In Calc (Version 6.2.4.2) there is a specific function available which is called »regex«.
(REGEX Function)
Basically this is a neat feature, but the documentation doesn’t help much of WHICH format the regex should be. The link to the ICU irritates more than it helps.
What I want to accomplish:
Searching for a string (DOI format) in a cell.

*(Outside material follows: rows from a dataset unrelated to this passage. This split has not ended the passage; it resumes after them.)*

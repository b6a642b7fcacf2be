//! Client for the external completion service.
//!
//! One call per request, no retries.  Any transport failure, timeout or
//! non-2xx answer becomes [`GenerationError::Provider`] carrying the status
//! and a bounded copy of the body.

use std::time::Duration;

use serde::{Deserialize, Serialize};

use crate::config::CompletionConfig;
use crate::error::GenerationError;
use crate::util::truncate_chars;

/// Bodies longer than this are cut before being kept for diagnostics.
const MAX_ERROR_BODY_CHARS: usize = 1000;

#[async_trait::async_trait]
pub trait CompletionClient: Send + Sync {
    async fn complete(
        &self,
        system_prompt: &str,
        user_prompt: &str,
        max_output_tokens: u32,
        temperature: f32,
    ) -> Result<String, GenerationError>;
}

#[derive(Debug, Serialize)]
struct ChatMessage<'a> {
    role: &'static str,
    content: &'a str,
}

#[derive(Debug, Serialize)]
struct ResponseFormat {
    #[serde(rename = "type")]
    kind: &'static str,
}

#[derive(Debug, Serialize)]
struct ChatCompletionRequest<'a> {
    model: &'a str,
    messages: [ChatMessage<'a>; 2],
    temperature: f32,
    max_tokens: u32,
    response_format: ResponseFormat,
}

#[derive(Debug, Deserialize)]
struct ChatCompletionResponse {
    #[serde(default)]
    choices: Vec<ChatChoice>,
}

#[derive(Debug, Deserialize)]
struct ChatChoice {
    message: ChatChoiceMessage,
}

#[derive(Debug, Deserialize)]
struct ChatChoiceMessage {
    content: Option<String>,
}

/// OpenAI-compatible chat-completions client.
pub struct HttpCompletionClient {
    cfg: CompletionConfig,
    client: reqwest::Client,
}

impl HttpCompletionClient {
    pub fn new(cfg: CompletionConfig) -> reqwest::Result<Self> {
        let client = reqwest::Client::builder()
            .timeout(Duration::from_millis(cfg.timeout_ms))
            .build()?;
        Ok(Self { cfg, client })
    }

    pub fn config(&self) -> &CompletionConfig {
        &self.cfg
    }
}

fn bounded(body: &str) -> String {
    truncate_chars(body, MAX_ERROR_BODY_CHARS).to_string()
}

#[async_trait::async_trait]
impl CompletionClient for HttpCompletionClient {
    async fn complete(
        &self,
        system_prompt: &str,
        user_prompt: &str,
        max_output_tokens: u32,
        temperature: f32,
    ) -> Result<String, GenerationError> {
        let body = ChatCompletionRequest {
            model: &self.cfg.model,
            messages: [
                ChatMessage {
                    role: "system",
                    content: system_prompt,
                },
                ChatMessage {
                    role: "user",
                    content: user_prompt,
                },
            ],
            temperature,
            max_tokens: max_output_tokens,
            response_format: ResponseFormat {
                kind: "json_object",
            },
        };
        let mut rb = self.client.post(&self.cfg.url).json(&body);
        if let Some(key) = self.cfg.api_key.as_deref().filter(|k| !k.is_empty()) {
            rb = rb.bearer_auth(key);
        }

        let resp = match rb.send().await {
            Ok(r) => r,
            Err(err) => {
                tracing::warn!(
                    target: "completion",
                    error = %err,
                    timeout = err.is_timeout(),
                    "completion request failed"
                );
                return Err(GenerationError::Provider {
                    status: None,
                    body: err.to_string(),
                });
            }
        };
        let status = resp.status();
        let text = resp.text().await.map_err(|err| GenerationError::Provider {
            status: Some(status.as_u16()),
            body: format!("failed to read response body: {}", err),
        })?;

        if !status.is_success() {
            tracing::warn!(
                target: "completion",
                status = status.as_u16(),
                body = %bounded(&text),
                "completion service returned an error"
            );
            return Err(GenerationError::Provider {
                status: Some(status.as_u16()),
                body: bounded(&text),
            });
        }

        let parsed: ChatCompletionResponse =
            serde_json::from_str(&text).map_err(|err| GenerationError::Provider {
                status: Some(status.as_u16()),
                body: format!("unexpected response shape ({}): {}", err, bounded(&text)),
            })?;
        parsed
            .choices
            .into_iter()
            .next()
            .and_then(|c| c.message.content)
            .ok_or_else(|| GenerationError::Provider {
                status: Some(status.as_u16()),
                body: format!("response carried no message content: {}", bounded(&text)),
            })
    }
}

The regex in Python 3.7 for this:
\b(10[.][0-9]{4,}(?:[.][0-9]+)*\/(?:(?![\"&\'<>])\S)+)\b
Test strings:
Comput Methods Programs Biomed. 2018 Nov;166:33-38. doi: 10.1016/j.cmpb.2018.09.006. Epub 2018 Sep 12.

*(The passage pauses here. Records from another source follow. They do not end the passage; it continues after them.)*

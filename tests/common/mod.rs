use std::collections::HashMap;
use std::net::SocketAddr;
use std::path::Path;
use std::sync::atomic::{AtomicUsize, Ordering};
use std::sync::{Arc, Mutex};

use axum::extract::State;
use axum::http::{HeaderMap, StatusCode};
use axum::response::IntoResponse;
use axum::{routing::post, Json, Router};
use serde_json::{json, Value};
use tokio::net::TcpListener;
use tokio::task::JoinHandle;

use storygen::{app, build_state_from_env};

/// Tracks environment variable mutations and restores originals on drop.
pub struct EnvGuard {
    originals: HashMap<String, Option<String>>,
}

impl EnvGuard {
    pub fn new() -> Self {
        Self {
            originals: HashMap::new(),
        }
    }

    pub fn set(&mut self, key: &str, value: &str) {
        self.capture(key);
        std::env::set_var(key, value);
    }

    #[allow(dead_code)]
    pub fn set_many(&mut self, entries: &[(&str, &str)]) {
        for (key, value) in entries {
            self.set(key, value);
        }
    }

    #[allow(dead_code)]
    pub fn remove(&mut self, key: &str) {
        self.capture(key);
        std::env::remove_var(key);
    }

    /// Point the service at a mock completion endpoint and an audit file,
    /// clearing every other storygen variable.
    #[allow(dead_code)]
    pub fn baseline(&mut self, completion_url: &str, audit_path: &Path) {
        for key in [
            "STORYGEN_CONFIG",
            "STORYGEN_AUTH_TOKENS",
            "STORYGEN_MAX_REQUEST_BYTES",
            "STORYGEN_TRUST_FORWARDED",
            "STORYGEN_MAX_PROMPT_TOKENS",
            "STORYGEN_MAX_OUTPUT_TOKENS",
            "LOG_MAX_BYTES",
            "LOG_ROTATE_KEEP",
            "LOG_ROTATE_COMPRESS",
            "LLM_API_KEY",
            "LLM_MODEL",
            "LLM_TIMEOUT_MS",
        ] {
            self.remove(key);
        }
        self.set("LLM_API_URL", completion_url);
        self.set("AUDIT_LOG_FILE", audit_path.to_str().unwrap());
    }

    fn capture(&mut self, key: &str) {
        if self.originals.contains_key(key) {
            return;
        }
        let original = std::env::var(key).ok();
        self.originals.insert(key.to_string(), original);
    }
}

impl Drop for EnvGuard {
    fn drop(&mut self) {
        for (key, original) in self.originals.drain() {
            match original {
                Some(value) => std::env::set_var(&key, value),
                None => std::env::remove_var(&key),
            }
        }
    }
}

/// What the mock completion service answers with.
#[derive(Clone)]
#[allow(dead_code)]
pub enum MockReply {
    /// 200 with `choices[0].message.content` set to the text.
    Content(String),
    /// Raw status and body.
    Status(u16, String),
}

/// Observations from the mock completion service.
#[derive(Clone, Default)]
pub struct MockCompletion {
    pub calls: Arc<AtomicUsize>,
    pub last_request: Arc<Mutex<Option<Value>>>,
    pub last_auth: Arc<Mutex<Option<String>>>,
}

#[allow(dead_code)]
impl MockCompletion {
    pub fn calls(&self) -> usize {
        self.calls.load(Ordering::SeqCst)
    }

    pub fn last_request(&self) -> Option<Value> {
        self.last_request.lock().unwrap().clone()
    }

    pub fn last_auth(&self) -> Option<String> {
        self.last_auth.lock().unwrap().clone()
    }
}

async fn mock_handler(
    State((reply, mock)): State<(MockReply, MockCompletion)>,
    headers: HeaderMap,
    Json(body): Json<Value>,
) -> axum::response::Response {
    mock.calls.fetch_add(1, Ordering::SeqCst);
    *mock.last_request.lock().unwrap() = Some(body);
    *mock.last_auth.lock().unwrap() = headers
        .get("authorization")
        .and_then(|v| v.to_str().ok())
        .map(str::to_string);
    match reply {
        MockReply::Content(text) => Json(json!({
            "id": "cmpl-test",
            "choices": [{"index": 0, "message": {"role": "assistant", "content": text}}]
        }))
        .into_response(),
        MockReply::Status(code, body) => {
            (StatusCode::from_u16(code).unwrap(), body).into_response()
        }
    }
}

/// Start an OpenAI-style completion mock; returns its URL.
#[allow(dead_code)]
pub async fn start_mock_completion(reply: MockReply) -> (String, MockCompletion) {
    let mock = MockCompletion::default();
    let router = Router::new()
        .route("/v1/chat/completions", post(mock_handler))
        .with_state((reply, mock.clone()));
    let listener = TcpListener::bind("127.0.0.1:0").await.unwrap();
    let addr = listener.local_addr().unwrap();
    tokio::spawn(async move {
        axum::serve(listener, router).await.unwrap();
    });
    (format!("http://{}/v1/chat/completions", addr), mock)
}

/// Serve the app from the current environment on an ephemeral port.
#[allow(dead_code)]
pub async fn spawn_app() -> (String, JoinHandle<()>) {
    let listener = TcpListener::bind("127.0.0.1:0").await.unwrap();
    let addr = listener.local_addr().unwrap();
    let state = build_state_from_env().await.unwrap();
    let app = app(state);
    let handle = tokio::spawn(async move {
        axum::serve(
            listener,
            app.into_make_service_with_connect_info::<SocketAddr>(),
        )
        .await
        .unwrap();
    });
    (format!("http://{}", addr), handle)
}

#[allow(dead_code)]
pub fn read_audit(path: &Path) -> Vec<Value> {
    match std::fs::read_to_string(path) {
        Ok(content) => content
            .lines()
            .filter(|l| !l.trim().is_empty())
            .map(|l| serde_json::from_str(l).unwrap())
            .collect(),
        Err(_) => Vec::new(),
    }
}

/// A well-formed Story result, wrapped in a fence the way models often reply.
#[allow(dead_code)]
pub fn story_reply() -> String {
    let story = json!({
        "title": "Sign in with email and password",
        "description": "As a returning customer, I want to sign in with my email, so that I can see my orders",
        "acceptanceCriteria": [
            "Given valid credentials When I submit the form Then I land on my dashboard",
            "Given a wrong password When I submit Then I see a generic error",
            "Given five failed attempts When I try again Then the account is locked for 15 minutes"
        ],
        "priority": "high",
        "storyPoints": 3,
        "persona": "Returning customer",
        "problemStatement": "Customers cannot reach their order history",
        "businessValue": "Fewer support tickets about orders",
        "assumptions": ["Accounts already exist"],
        "risks": ["Credential stuffing"],
        "technicalNotes": "Reuse the session service",
        "dependencies": ["Account access feature"],
        "storyType": "feature",
        "tags": ["auth"],
        "definitionOfReady": ["Designs approved"],
        "definitionOfDone": ["Deployed to staging"],
        "confidenceLevel": "high",
        "customerJourneyStage": "engage"
    });
    format!("```json\n{}\n```", serde_json::to_string_pretty(&story).unwrap())
}

#[allow(dead_code)]
pub fn story_body() -> Value {
    json!({
        "storyLevel": "story",
        "userInput": "User wants to log in",
        "parentId": "feature-42",
        "parentContext": {
            "level": "feature",
            "title": "Account access",
            "userValue": "Customers reach their data quickly"
        },
        "additionalFields": {"userRole": "returning customer", "goal": "sign in with email"}
    })
}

Forensic Sci Int Genet. 2019 Jan;38:39-47. doi: 10.1016/j.fsigen.2018.10.005. Epub 2018 Oct 9.
Surv Ophthalmol. 2019 Mar - Apr;64(2):233-240. doi: 10.1016/j.survophthal.2018.09.002. Epub 2018 Sep 22. Review.
Regex101 matches correctly.
Calc returns error code 508 after this formula:
=REGEX(D2;"\b(10[.][0-9]{4,}(?:[.][0-9]+)*\/(?:(?![\"&\'<>])\s)+)\b"))
Which »Regex language« is needed for this function?